Match on the string "RangeNotSatisfiable" in the entries below and return every matching line.

[Start of section]

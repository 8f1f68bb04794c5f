//! Error types for the download module.
//!
//! This module defines structured errors for all download operations,
//! providing context-rich error messages for debugging and user feedback.

use std::path::PathBuf;

use thiserror::Error;

/// Errors that can occur while probing, planning or transferring a download.
#[derive(Debug, Error)]
pub enum DownloadError {
    /// Network-level error (DNS resolution, connection refused, TLS errors, etc.)
    #[error("network error downloading {url}: {source}")]
    Network {
        /// The URL that failed to download.
        url: String,
        /// The underlying network error.
        #[source]
        source: reqwest::Error,
    },

    /// Socket-level failure on a connection the crate manages itself (FTP).
    #[error("connection error downloading {url}: {source}")]
    Connection {
        /// The URL being transferred.
        url: String,
        /// The underlying socket error.
        #[source]
        source: std::io::Error,
    },

    /// Connection could not be established within the connect timeout.
    #[error("timeout downloading {url}")]
    Timeout {
        /// The URL that timed out.
        url: String,
    },

    /// Non-success terminal HTTP status.
    #[error("HTTP {status} downloading {url}")]
    HttpStatus {
        /// The URL that returned an error status.
        url: String,
        /// The HTTP status code.
        status: u16,
    },

    /// Negative or unexpected FTP reply.
    #[error("FTP {code} downloading {url}: {message}")]
    FtpStatus {
        /// The URL being transferred.
        url: String,
        /// Reply code, or 0 when the reply could not be parsed.
        code: u16,
        /// Reply text.
        message: String,
    },

    /// The server refused the requested resume offset (HTTP 416).
    #[error("server rejected resume offset for {url}")]
    RangeNotSatisfiable {
        /// The URL whose range request was refused.
        url: String,
    },

    /// File system error during download (create file, write, etc.)
    #[error("IO error writing to {path}: {source}")]
    Io {
        /// The file path where the error occurred.
        path: PathBuf,
        /// The underlying IO error.
        #[source]
        source: std::io::Error,
    },

    /// Destination directory lacks write permission.
    #[error("path is not writable: {path}")]
    PermissionDenied {
        /// The directory that cannot be written.
        path: PathBuf,
    },

    /// The provided URL is malformed or invalid.
    #[error("invalid URL: {url}")]
    InvalidUrl {
        /// The invalid URL string.
        url: String,
    },

    /// The transport cannot handle the URL's scheme.
    #[error("unsupported scheme '{scheme}' for {url}")]
    UnsupportedScheme {
        /// The URL that was requested.
        url: String,
        /// The scheme the transport does not handle.
        scheme: String,
    },

    /// Downloaded file size does not match expected server content length.
    #[error(
        "integrity check failed for {path}: expected {expected_bytes} bytes, got {actual_bytes}"
    )]
    Integrity {
        /// Download path that failed verification.
        path: PathBuf,
        /// Expected size in bytes.
        expected_bytes: u64,
        /// Actual size in bytes.
        actual_bytes: u64,
    },

    /// Transfer was cancelled by an interrupt; the partial file was flushed.
    #[error("download interrupted: {path}")]
    Interrupted {
        /// The partially written file.
        path: PathBuf,
    },
}

impl DownloadError {
    /// Creates a network error from a reqwest error.
    pub fn network(url: impl Into<String>, source: reqwest::Error) -> Self {
        Self::Network {
            url: url.into(),
            source,
        }
    }

    /// Creates an HTTP status error.
    pub fn http_status(url: impl Into<String>, status: u16) -> Self {
        Self::HttpStatus {
            url: url.into(),
            status,
        }
    }

    /// Creates a socket error for a self-managed connection.
    pub fn connection(url: impl Into<String>, source: std::io::Error) -> Self {
        Self::Connection {
            url: url.into(),
            source,
        }
    }

    /// Creates an FTP reply error.
    pub fn ftp_status(url: impl Into<String>, code: u16, message: impl Into<String>) -> Self {
        Self::FtpStatus {
            url: url.into(),
            code,
            message: message.into(),
        }
    }

    /// Creates a range-not-satisfiable error.
    pub fn range_not_satisfiable(url: impl Into<String>) -> Self {
        Self::RangeNotSatisfiable { url: url.into() }
    }

    /// Creates a timeout error.
    pub fn timeout(url: impl Into<String>) -> Self {
        Self::Timeout { url: url.into() }
    }

    /// Creates an IO error.
    pub fn io(path: impl Into<PathBuf>, source: std::io::Error) -> Self {
        Self::Io {
            path: path.into(),
            source,
        }
    }

    /// Creates a permission error for a destination directory.
    pub fn permission_denied(path: impl Into<PathBuf>) -> Self {
        Self::PermissionDenied { path: path.into() }
    }

    /// Creates an invalid URL error.
    pub fn invalid_url(url: impl Into<String>) -> Self {
        Self::InvalidUrl { url: url.into() }
    }

    /// Creates an unsupported scheme error.
    pub fn unsupported_scheme(url: impl Into<String>, scheme: impl Into<String>) -> Self {
        Self::UnsupportedScheme {
            url: url.into(),
            scheme: scheme.into(),
        }
    }

    /// Creates an integrity mismatch error.
    pub fn integrity(path: impl Into<PathBuf>, expected_bytes: u64, actual_bytes: u64) -> Self {
        Self::Integrity {
            path: path.into(),
            expected_bytes,
            actual_bytes,
        }
    }

    /// Creates an interrupted error.
    pub fn interrupted(path: impl Into<PathBuf>) -> Self {
        Self::Interrupted { path: path.into() }
    }

    /// Returns true when the URL itself cannot be used by the transport.
    ///
    /// The probe propagates these; every other probe failure only means the
    /// remote metadata is undetermined.
    #[must_use]
    pub fn is_bad_input(&self) -> bool {
        matches!(
            self,
            Self::InvalidUrl { .. } | Self::UnsupportedScheme { .. }
        )
    }
}

// Note on From trait implementations:
// We do NOT implement `From<reqwest::Error>` or `From<std::io::Error>` because
// our error variants require context (url, path) that the source errors don't
// provide. The helper constructors are the way to build these errors.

[End of section]

## Exercise solution
    RangeNotSatisfiable {
        Self::RangeNotSatisfiable { url: url.into() }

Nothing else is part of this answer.